Graph Search, which is still in beta, allows users to enter natural language queries, such as “People who like tennis and live nearby,” “Photos of my friends in New York,” and “Sushi restaurants in Palo Alto my friends have liked” (as well as some funny search ideas people are already posting on Twitter under #FacebookSearchIdeas).
So, is Graph Search a big deal or not?
At first glance, the capabilities of Graph Search don’t seem much different than what you can do with “advance search” filters using traditional search tools. The big difference, however, is the user interface. According to a posting on Facebook’s engineering blog, the company had “discussed and debated, and built several simple prototypes of graphical UIs that allowed users — click-by-click — to build up structured, database-like queries. But they all seemed too complex and not quite up for the full scope of Zuck’s [Facebook CEO Mark Zuckerberg] challenge to us…If a person simply entered the title of the content they were looking for, could we then build a system that would understand the searcher’s input [emphasis mine] and find the content for them?”

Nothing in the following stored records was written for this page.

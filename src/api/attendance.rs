use crate::{
    auth::auth::AuthUser,
    config::Config,
    error::{AppError, AppResult},
    model::attendance::{AttendanceRecord, AttendanceRow},
    rules::{
        attendance_status::{AttendanceSummary, ShiftPolicy},
        time_accumulator::{elapsed_between, hours_from_seconds},
    },
    utils::date_range::DateRange,
};
use actix_web::{HttpResponse, Responder, web};
use chrono::NaiveDate;
use serde::{Deserialize, Serialize};
use sqlx::{Executor, MySql, MySqlPool};
use tracing::{debug, error, info};
use utoipa::{IntoParams, ToSchema};

const ATTENDANCE_COLUMNS: &str =
    "id, intern_id, attendance_date, check_in, check_out, total_hours";

#[derive(Debug, Deserialize, IntoParams)]
pub struct MonthQuery {
    /// `YYYY-MM`, defaults to the current month
    #[param(example = "2025-03")]
    pub month: Option<String>,
}

#[derive(Debug, Deserialize, IntoParams)]
pub struct OverviewQuery {
    /// defaults to today
    #[param(value_type = Option<String>, example = "2025-03-12")]
    pub date: Option<NaiveDate>,
}

#[derive(Serialize, ToSchema)]
pub struct AttendanceMonth {
    pub intern_id: u64,
    #[schema(value_type = String, example = "2025-03-01")]
    pub from: NaiveDate,
    #[schema(value_type = String, example = "2025-03-31")]
    pub to: NaiveDate,
    pub records: Vec<AttendanceRecord>,
    pub summary: AttendanceSummary,
}

#[derive(Serialize, ToSchema)]
pub struct OverviewEntry {
    #[schema(example = "Nadia Rahman")]
    pub full_name: String,
    #[schema(example = "nadia@company.com")]
    pub email: String,
    #[serde(flatten)]
    pub record: AttendanceRecord,
}

#[derive(Serialize, ToSchema)]
pub struct AttendanceOverview {
    #[schema(value_type = String, example = "2025-03-12")]
    pub date: NaiveDate,
    pub summary: AttendanceSummary,
    pub records: Vec<OverviewEntry>,
}

#[derive(Serialize, ToSchema)]
pub struct PolicyResponse {
    #[schema(example = "Asia/Dhaka")]
    pub office_timezone: String,
    pub shift: ShiftPolicy,
}

#[derive(sqlx::FromRow)]
struct OverviewRow {
    id: u64,
    intern_id: u64,
    attendance_date: NaiveDate,
    check_in: Option<chrono::NaiveDateTime>,
    check_out: Option<chrono::NaiveDateTime>,
    total_hours: Option<f64>,
    full_name: String,
    email: String,
}

pub(crate) async fn fetch_day<'e, E>(
    executor: E,
    intern_id: u64,
    date: NaiveDate,
    for_update: bool,
) -> Result<Option<AttendanceRow>, sqlx::Error>
where
    E: Executor<'e, Database = MySql>,
{
    let sql = format!(
        "SELECT {ATTENDANCE_COLUMNS} FROM attendances WHERE intern_id = ? AND attendance_date = ?{}",
        if for_update { " FOR UPDATE" } else { "" }
    );

    sqlx::query_as::<_, AttendanceRow>(&sql)
        .bind(intern_id)
        .bind(date)
        .fetch_optional(executor)
        .await
}

pub(crate) async fn fetch_range(
    pool: &MySqlPool,
    intern_id: u64,
    range: DateRange,
) -> Result<Vec<AttendanceRow>, sqlx::Error> {
    let sql = format!(
        r#"
        SELECT {ATTENDANCE_COLUMNS}
        FROM attendances
        WHERE intern_id = ? AND attendance_date BETWEEN ? AND ?
        ORDER BY attendance_date
        "#
    );

    sqlx::query_as::<_, AttendanceRow>(&sql)
        .bind(intern_id)
        .bind(range.first)
        .bind(range.last)
        .fetch_all(pool)
        .await
}

fn month_view(
    intern_id: u64,
    range: DateRange,
    rows: Vec<AttendanceRow>,
    policy: &ShiftPolicy,
) -> AttendanceMonth {
    let records: Vec<AttendanceRecord> = rows.into_iter().map(|r| r.classify(policy)).collect();
    let summary = AttendanceSummary::from_statuses(records.iter().map(|r| r.status));

    AttendanceMonth {
        intern_id,
        from: range.first,
        to: range.last,
        records,
        summary,
    }
}

/// Check-in endpoint; the first check-in of the day is kept
#[utoipa::path(
    post,
    path = "/api/attendance/check-in",
    responses(
        (status = 200, description = "Checked in", body = AttendanceRecord),
        (status = 401, description = "Unauthorized"),
        (status = 403, description = "Interns only"),
        (status = 500, description = "Internal server error")
    ),
    security(("bearer_auth" = [])),
    tag = "Attendance"
)]
pub async fn check_in(
    auth: AuthUser,
    pool: web::Data<MySqlPool>,
    config: web::Data<Config>,
) -> AppResult<impl Responder> {
    auth.require_intern()?;

    let now = config.now();
    let today = now.date();

    sqlx::query(
        r#"
        INSERT INTO attendances (intern_id, attendance_date, check_in)
        VALUES (?, ?, ?)
        ON DUPLICATE KEY UPDATE check_in = COALESCE(check_in, VALUES(check_in))
        "#,
    )
    .bind(auth.user_id)
    .bind(today)
    .bind(now)
    .execute(pool.get_ref())
    .await
    .map_err(|e| {
        error!(error = %e, intern_id = auth.user_id, "Check-in failed");
        e
    })?;

    let row = fetch_day(pool.get_ref(), auth.user_id, today, false)
        .await?
        .ok_or_else(|| AppError::Internal("Attendance record vanished after check-in".into()))?;

    info!(intern_id = auth.user_id, check_in = ?row.check_in, "Checked in");
    Ok(HttpResponse::Ok().json(row.classify(&config.shift)))
}

/// Check-out endpoint; records the time and the hours worked
#[utoipa::path(
    post,
    path = "/api/attendance/check-out",
    responses(
        (status = 200, description = "Checked out", body = AttendanceRecord),
        (status = 400, description = "No check-in found for today", body = crate::models::MessageResponse),
        (status = 401, description = "Unauthorized"),
        (status = 403, description = "Interns only"),
        (status = 500, description = "Internal server error")
    ),
    security(("bearer_auth" = [])),
    tag = "Attendance"
)]
pub async fn check_out(
    auth: AuthUser,
    pool: web::Data<MySqlPool>,
    config: web::Data<Config>,
) -> AppResult<impl Responder> {
    auth.require_intern()?;

    let now = config.now();
    let today = now.date();

    let mut tx = pool.begin().await?;

    let check_in = fetch_day(&mut *tx, auth.user_id, today, true)
        .await?
        .and_then(|row| row.check_in)
        .ok_or_else(|| AppError::validation("No check-in found for today"))?;

    let total_hours = hours_from_seconds(elapsed_between(check_in, now));

    sqlx::query(
        r#"
        UPDATE attendances
        SET check_out = ?, total_hours = ?
        WHERE intern_id = ? AND attendance_date = ?
        "#,
    )
    .bind(now)
    .bind(total_hours)
    .bind(auth.user_id)
    .bind(today)
    .execute(&mut *tx)
    .await
    .map_err(|e| {
        error!(error = %e, intern_id = auth.user_id, "Check-out failed");
        e
    })?;

    let row = fetch_day(&mut *tx, auth.user_id, today, false)
        .await?
        .ok_or_else(|| AppError::Internal("Attendance record vanished after check-out".into()))?;

    tx.commit().await?;

    info!(intern_id = auth.user_id, total_hours, "Checked out");
    Ok(HttpResponse::Ok().json(row.classify(&config.shift)))
}

/// Today's record for the calling intern, `null` before check-in
#[utoipa::path(
    get,
    path = "/api/attendance/today",
    responses(
        (status = 200, description = "Today's record, null before check-in", body = AttendanceRecord),
        (status = 403, description = "Interns only")
    ),
    security(("bearer_auth" = [])),
    tag = "Attendance"
)]
pub async fn today(
    auth: AuthUser,
    pool: web::Data<MySqlPool>,
    config: web::Data<Config>,
) -> AppResult<impl Responder> {
    auth.require_intern()?;

    let record = fetch_day(pool.get_ref(), auth.user_id, config.today(), false)
        .await?
        .map(|row| row.classify(&config.shift));

    Ok(HttpResponse::Ok().json(record))
}

/// Month calendar for the calling intern
#[utoipa::path(
    get,
    path = "/api/attendance/me",
    params(MonthQuery),
    responses(
        (status = 200, description = "Records in the month", body = AttendanceMonth),
        (status = 400, description = "Malformed month"),
        (status = 403, description = "Interns only")
    ),
    security(("bearer_auth" = [])),
    tag = "Attendance"
)]
pub async fn my_month(
    auth: AuthUser,
    query: web::Query<MonthQuery>,
    pool: web::Data<MySqlPool>,
    config: web::Data<Config>,
) -> AppResult<impl Responder> {
    auth.require_intern()?;

    let range = DateRange::parse_month(query.month.as_deref(), config.today())?;
    let rows = fetch_range(pool.get_ref(), auth.user_id, range).await?;

    Ok(HttpResponse::Ok().json(month_view(auth.user_id, range, rows, &config.shift)))
}

/// Month calendar for any intern
#[utoipa::path(
    get,
    path = "/api/attendance/interns/{id}",
    params(
        ("id" = u64, Path, description = "Intern id"),
        MonthQuery
    ),
    responses(
        (status = 200, description = "Records in the month", body = AttendanceMonth),
        (status = 400, description = "Malformed month"),
        (status = 403, description = "Leaders only"),
        (status = 404, description = "Intern not found")
    ),
    security(("bearer_auth" = [])),
    tag = "Attendance"
)]
pub async fn intern_month(
    auth: AuthUser,
    path: web::Path<u64>,
    query: web::Query<MonthQuery>,
    pool: web::Data<MySqlPool>,
    config: web::Data<Config>,
) -> AppResult<impl Responder> {
    auth.require_leader()?;

    let intern_id = path.into_inner();
    let range = DateRange::parse_month(query.month.as_deref(), config.today())?;

    let exists = sqlx::query_scalar::<_, i64>(
        "SELECT CAST(EXISTS(SELECT 1 FROM users WHERE id = ? AND role_id = 2) AS SIGNED)",
    )
    .bind(intern_id)
    .fetch_one(pool.get_ref())
    .await?;

    if exists == 0 {
        return Err(AppError::not_found("Intern not found"));
    }

    let rows = fetch_range(pool.get_ref(), intern_id, range).await?;
    Ok(HttpResponse::Ok().json(month_view(intern_id, range, rows, &config.shift)))
}

/// Summary of one day's records across interns
#[utoipa::path(
    get,
    path = "/api/attendance/overview",
    params(OverviewQuery),
    responses(
        (status = 200, description = "Counts per status and the day's records", body = AttendanceOverview),
        (status = 403, description = "Leaders only")
    ),
    security(("bearer_auth" = [])),
    tag = "Attendance"
)]
pub async fn overview(
    auth: AuthUser,
    query: web::Query<OverviewQuery>,
    pool: web::Data<MySqlPool>,
    config: web::Data<Config>,
) -> AppResult<impl Responder> {
    auth.require_leader()?;

    let date = query.date.unwrap_or_else(|| config.today());
    debug!(%date, "Building attendance overview");

    let rows = sqlx::query_as::<_, OverviewRow>(
        r#"
        SELECT a.id, a.intern_id, a.attendance_date, a.check_in, a.check_out, a.total_hours,
               u.full_name, u.email
        FROM attendances a
        JOIN users u ON u.id = a.intern_id
        WHERE a.attendance_date = ?
        ORDER BY u.full_name
        "#,
    )
    .bind(date)
    .fetch_all(pool.get_ref())
    .await?;

    let records: Vec<OverviewEntry> = rows
        .into_iter()
        .map(|r| {
            let record = AttendanceRow {
                id: r.id,
                intern_id: r.intern_id,
                attendance_date: r.attendance_date,
                check_in: r.check_in,
                check_out: r.check_out,
                total_hours: r.total_hours,
            }
            .classify(&config.shift);

            OverviewEntry {
                full_name: r.full_name,
                email: r.email,
                record,
            }
        })
        .collect();

    let summary = AttendanceSummary::from_statuses(records.iter().map(|e| e.record.status));

    Ok(HttpResponse::Ok().json(AttendanceOverview {
        date,
        summary,
        records,
    }))
}

/// Shift thresholds in effect
#[utoipa::path(
    get,
    path = "/api/attendance/policy",
    responses((status = 200, description = "Current policy", body = PolicyResponse)),
    security(("bearer_auth" = [])),
    tag = "Attendance"
)]
pub async fn policy(_auth: AuthUser, config: web::Data<Config>) -> impl Responder {
    HttpResponse::Ok().json(PolicyResponse {
        office_timezone: config.office_timezone.to_string(),
        shift: config.shift,
    })
}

The ability to use natural language queries is one reason I believe Graph Search is a big deal, mainly because it’s a step toward something even bigger: user interfaces driven by spoken commands, specifically for enterprise apps (see “Siri” Comes to Enterprise Apps, one of my predictions for 2013).
Graph Search is also a big deal when you think about applying this technology to existing and emerging Supply Chain Operating Networks, like those managed by Descartes, LeanLogistics, GT Nexus/TradeCard, E2open, Ariba, C.H. Robinson, and others that are the Facebook equivalents in the supply chain and logistics realm. “Graph Search takes us back to our roots and allows people to use the graph to make new connections,” says Facebook in its press release. And the same opportunity to make new connections exists in the supply chain realm, if you were part of a Supply Chain Operating Network and could use Graph Search to conduct queries such as:
- Battery suppliers in China my industry peers have liked
- 3PLs with warehouses in Nevada and Tennessee with Automotive connections
- Professionals with S&OP experience in retail who speak Spanish and live in Canada
- Trucking companies in Utah with more than 10 refrigerated trucks with the most likes
- Companies my Tier 1 suppliers are connected to in China, India, and Brazil
- TMS and WMS software applications my connections like
Simply put, the ability to discover and establish new business connections, either company-to-company or person-to-person, is a key value proposition of network-based solutions. Providers are starting to explore ways to enable this capability (see, for example, Descartes Community), and Graph Search would greatly aid that effort. Of course, the value is ultimately dependent on the accuracy and completeness of the information in the network, especially information contained in business profiles (see “The Problem with Big Data”).
So, that’s my view of Facebook Graph Search through my supply chain lens. What do you think? And what supply chain queries would conduct on Graph Search? Post your ideas below or on Twitter using the hashtag #SupplyChainSearchIdeas
UPDATE: Watch Adrian discuss the Rise of Supply Chain Operating Networks on Talking Logistics.
(Note: C.H. Robinson, Descartes, and LeanLogistics are Logistics Viewpoints sponsors).
Greg Riemer says
Very interesting take on Facebook’s new announcement. It appears their innovation will influence the supply chain. If we ever get to the point where companies are willing to be open and share information this type of searching could have a big impact on the supply chain as you mentioned. I’m just not sure when that will be. Where I could see a Graph Search having an immediate impact would be internal social networks. Now instead of sending a mass email out to 300 people with a question, hoping that someone is at their desk, and they have time to respond you can do a Graph Search. This could be a huge time saver. Global companies with resources spread over many times zones could now use their internal social network to get key answers to key supply chain questions instantly, instead of it taking a day or two. As for an example topic that might be asked, anything compliance or security related.